(Stored data)

•••••

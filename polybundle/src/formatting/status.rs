//! Status indicators and message formatting.

use owo_colors::OwoColorize;

/// Status types for consistent formatting.
#[derive(Debug, Clone, Copy)]
enum Status {
    Success,
    Warning,
}

impl Status {
    fn symbol(&self) -> &'static str {
        match self {
            Status::Success => "✓",
            Status::Warning => "⚠",
        }
    }

    fn format(&self, message: &str) -> String {
        match self {
            Status::Success => format!("{} {}", self.symbol().green(), message.green().bold()),
            Status::Warning => format!("{} {}", self.symbol().yellow(), message.yellow().bold()),
        }
    }
}

/// Prints a success message.
pub fn print_success(message: &str) {
    println!("  {}", Status::Success.format(message));
}

/// Prints a warning message.
pub fn print_warning(message: &str) {
    println!("  {}", Status::Warning.format(message));
}
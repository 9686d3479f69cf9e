use polybundle_core::manifest::{BrowserField, EntryField, FieldTypeError, Manifest};

#[test]
fn test_parse_manifest() {
    let json = r#"{
  "name": "@emotion/css",
  "version": "10.0.0",
  "main": "dist/css.cjs.js",
  "module": "dist/css.esm.js",
  "umd:main": "dist/css.umd.min.js",
  "browser": { "./dist/css.cjs.js": "./dist/css.browser.cjs.js" },
  "dependencies": { "@emotion/serialize": "^0.11.0" }
}"#;

    let manifest = Manifest::from_json(json).unwrap();
    assert_eq!(manifest.name(), Ok(Some("@emotion/css")));
    assert_eq!(manifest.entry(EntryField::Main), Ok(Some("dist/css.cjs.js")));
    assert_eq!(manifest.entry(EntryField::Module), Ok(Some("dist/css.esm.js")));
    assert_eq!(
        manifest.entry(EntryField::UmdMain),
        Ok(Some("dist/css.umd.min.js"))
    );
    assert_eq!(manifest.has_browser(), Ok(true));
    assert_eq!(manifest.extra.len(), 2);
    assert!(manifest.extra.contains_key("version"));
    assert!(manifest.extra.contains_key("dependencies"));
}

#[test]
fn test_parse_manifest_defaults() {
    let manifest = Manifest::from_json("{}").unwrap();
    assert_eq!(manifest, Manifest::default());
    assert_eq!(manifest.name(), Ok(None));
    assert_eq!(manifest.entry(EntryField::Main), Ok(None));
    assert_eq!(manifest.has_browser(), Ok(false));
}

#[test]
fn test_null_fields_are_absent() {
    let manifest = Manifest::from_json(r#"{"main": null, "browser": null}"#).unwrap();
    assert_eq!(manifest.entry(EntryField::Main), Ok(None));
    assert_eq!(manifest.has_browser(), Ok(false));
}

#[test]
fn test_falsy_entries_are_absent() {
    for json in [r#"{"main": ""}"#, r#"{"main": false}"#, r#"{"main": 0}"#] {
        let manifest = Manifest::from_json(json).unwrap();
        assert_eq!(manifest.entry(EntryField::Main), Ok(None), "{}", json);
    }
}

#[test]
fn test_wrong_field_type_is_reported_on_access() {
    let manifest = Manifest::from_json(r#"{"name": 123, "main": ["a.js"]}"#).unwrap();
    assert_eq!(
        manifest.entry(EntryField::Main),
        Err(FieldTypeError {
            field: "main",
            expected: "string"
        })
    );
    assert_eq!(
        manifest.name(),
        Err(FieldTypeError {
            field: "name",
            expected: "string"
        })
    );
    // Fields that were not read stay usable.
    assert_eq!(manifest.entry(EntryField::Module), Ok(None));

    for json in [r#"{"browser": 1}"#, r#"{"browser": ["a.js"]}"#] {
        let manifest = Manifest::from_json(json).unwrap();
        let err = manifest.has_browser().unwrap_err();
        assert_eq!(err.field, "browser", "{}", json);
    }
}

#[test]
fn test_empty_name_is_declared() {
    let manifest = Manifest::from_json(r#"{"name": ""}"#).unwrap();
    assert_eq!(manifest.name(), Ok(Some("")));
}

#[test]
fn test_non_object_document_is_rejected() {
    assert!(Manifest::from_json("[]").is_err());
    assert!(Manifest::from_json(r#""name""#).is_err());
}

#[test]
fn test_browser_shapes() {
    let cases = [
        (r#"{"browser": true}"#, true),
        (r#"{"browser": false}"#, false),
        (r#"{"browser": ""}"#, false),
        (r#"{"browser": 0}"#, false),
        (r#"{"browser": "dist/browser.js"}"#, true),
        (r#"{"browser": {}}"#, true),
    ];

    for (json, expected) in cases {
        let manifest = Manifest::from_json(json).unwrap();
        assert_eq!(manifest.has_browser(), Ok(expected), "{}", json);
    }
}

#[test]
fn test_browser_replacements() {
    let manifest = Manifest::from_json(
        r#"{
  "main": "dist/a.cjs.js",
  "module": "dist/a.esm.js",
  "browser": { "./dist/a.cjs.js": "./dist/a.browser.cjs.js", "./dist/a.esm.js": false }
}"#,
    )
    .unwrap();

    assert_eq!(
        manifest.entry_for_target(EntryField::Main, true),
        Ok(Some("./dist/a.browser.cjs.js"))
    );
    assert_eq!(
        manifest.entry_for_target(EntryField::Main, false),
        Ok(Some("dist/a.cjs.js"))
    );
    assert_eq!(
        manifest.entry_for_target(EntryField::Module, true),
        Ok(Some("dist/a.esm.js"))
    );

    let browser = manifest.browser().unwrap().unwrap();
    assert!(matches!(browser, BrowserField::Overrides(_)));
    assert_eq!(browser.replacement_for("dist/missing.js"), None);
}

#[test]
fn test_round_trip_keeps_unknown_keys() {
    let json = r#"{"name":"a","umd:main":"dist/a.umd.js","sideEffects":false}"#;
    let manifest = Manifest::from_json(json).unwrap();

    let value = serde_json::to_value(&manifest).unwrap();
    assert_eq!(value["umd:main"], "dist/a.umd.js");
    assert_eq!(value["sideEffects"], false);
    assert!(value.get("main").is_none());
}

•••••

Leaving no line out, return the data above verbatim.

→ **FINISHED TASK**
filename polybundle/src/formatting/status.rs
//! Status indicators and message formatting.

use owo_colors::OwoColorize;

/// Status types for consistent formatting.
#[derive(Debug, Clone, Copy)]
enum Status {
    Success,
    Warning,
}

impl Status {
    fn symbol(&self) -> &'static str {
        match self {
            Status::Success => "✓",
            Status::Warning => "⚠",
        }
    }

    fn format(&self, message: &str) -> String {
        match self {
            Status::Success => format!("{} {}", self.symbol().green(), message.green().bold()),
            Status::Warning => format!("{} {}", self.symbol().yellow(), message.yellow().bold()),
        }
    }
}

/// Prints a success message.
pub fn print_success(message: &str) {
    println!("  {}", Status::Success.format(message));
}

/// Prints a warning message.
pub fn print_warning(message: &str) {
    println!("  {}", Status::Warning.format(message));
}
repository 9686d3479f69cf9e
use polybundle_core::manifest::{BrowserField, EntryField, FieldTypeError, Manifest};

#[test]
fn test_parse_manifest() {
    let json = r#"{
  "name": "@emotion/css",
  "version": "10.0.0",
  "main": "dist/css.cjs.js",
  "module": "dist/css.esm.js",
  "umd:main": "dist/css.umd.min.js",
  "browser": { "./dist/css.cjs.js": "./dist/css.browser.cjs.js" },
  "dependencies": { "@emotion/serialize": "^0.11.0" }
}"#;

    let manifest = Manifest::from_json(json).unwrap();
    assert_eq!(manifest.name(), Ok(Some("@emotion/css")));
    assert_eq!(manifest.entry(EntryField::Main), Ok(Some("dist/css.cjs.js")));
    assert_eq!(manifest.entry(EntryField::Module), Ok(Some("dist/css.esm.js")));
    assert_eq!(
        manifest.entry(EntryField::UmdMain),
        Ok(Some("dist/css.umd.min.js"))
    );
    assert_eq!(manifest.has_browser(), Ok(true));
    assert_eq!(manifest.extra.len(), 2);
    assert!(manifest.extra.contains_key("version"));
    assert!(manifest.extra.contains_key("dependencies"));
}

#[test]
fn test_parse_manifest_defaults() {
    let manifest = Manifest::from_json("{}").unwrap();
    assert_eq!(manifest, Manifest::default());
    assert_eq!(manifest.name(), Ok(None));
    assert_eq!(manifest.entry(EntryField::Main), Ok(None));
    assert_eq!(manifest.has_browser(), Ok(false));
}

#[test]
fn test_null_fields_are_absent() {
    let manifest = Manifest::from_json(r#"{"main": null, "browser": null}"#).unwrap();
    assert_eq!(manifest.entry(EntryField::Main), Ok(None));
    assert_eq!(manifest.has_browser(), Ok(false));
}

#[test]
fn test_falsy_entries_are_absent() {
    for json in [r#"{"main": ""}"#, r#"{"main": false}"#, r#"{"main": 0}"#] {
        let manifest = Manifest::from_json(json).unwrap();
        assert_eq!(manifest.entry(EntryField::Main), Ok(None), "{}", json);
    }
}

#[test]
fn test_wrong_field_type_is_reported_on_access() {
    let manifest = Manifest::from_json(r#"{"name": 123, "main": ["a.js"]}"#).unwrap();
    assert_eq!(
        manifest.entry(EntryField::Main),
        Err(FieldTypeError {
            field: "main",
            expected: "string"
        })
    );
    assert_eq!(
        manifest.name(),
        Err(FieldTypeError {
            field: "name",
            expected: "string"
        })
    );
    // Fields that were not read stay usable.
    assert_eq!(manifest.entry(EntryField::Module), Ok(None));

    for json in [r#"{"browser": 1}"#, r#"{"browser": ["a.js"]}"#] {
        let manifest = Manifest::from_json(json).unwrap();
        let err = manifest.has_browser().unwrap_err();
        assert_eq!(err.field, "browser", "{}", json);
    }
}

#[test]
fn test_empty_name_is_declared() {
    let manifest = Manifest::from_json(r#"{"name": ""}"#).unwrap();
    assert_eq!(manifest.name(), Ok(Some("")));
}

#[test]
fn test_non_object_document_is_rejected() {
    assert!(Manifest::from_json("[]").is_err());
    assert!(Manifest::from_json(r#""name""#).is_err());
}

#[test]
fn test_browser_shapes() {
    let cases = [
        (r#"{"browser": true}"#, true),
        (r#"{"browser": false}"#, false),
        (r#"{"browser": ""}"#, false),
        (r#"{"browser": 0}"#, false),
        (r#"{"browser": "dist/browser.js"}"#, true),
        (r#"{"browser": {}}"#, true),
    ];

    for (json, expected) in cases {
        let manifest = Manifest::from_json(json).unwrap();
        assert_eq!(manifest.has_browser(), Ok(expected), "{}", json);
    }
}

#[test]
fn test_browser_replacements() {
    let manifest = Manifest::from_json(
        r#"{
  "main": "dist/a.cjs.js",
  "module": "dist/a.esm.js",
  "browser": { "./dist/a.cjs.js": "./dist/a.browser.cjs.js", "./dist/a.esm.js": false }
}"#,
    )
    .unwrap();

    assert_eq!(
        manifest.entry_for_target(EntryField::Main, true),
        Ok(Some("./dist/a.browser.cjs.js"))
    );
    assert_eq!(
        manifest.entry_for_target(EntryField::Main, false),
        Ok(Some("dist/a.cjs.js"))
    );
    assert_eq!(
        manifest.entry_for_target(EntryField::Module, true),
        Ok(Some("dist/a.esm.js"))
    );

    let browser = manifest.browser().unwrap().unwrap();
    assert!(matches!(browser, BrowserField::Overrides(_)));
    assert_eq!(browser.replacement_for("dist/missing.js"), None);
}

#[test]
fn test_round_trip_keeps_unknown_keys() {
    let json = r#"{"name":"a","umd:main":"dist/a.umd.js","sideEffects":false}"#;
    let manifest = Manifest::from_json(json).unwrap();

    let value = serde_json::to_value(&manifest).unwrap();
    assert_eq!(value["umd:main"], "dist/a.umd.js");
    assert_eq!(value["sideEffects"], false);
    assert!(value.get("main").is_none());
}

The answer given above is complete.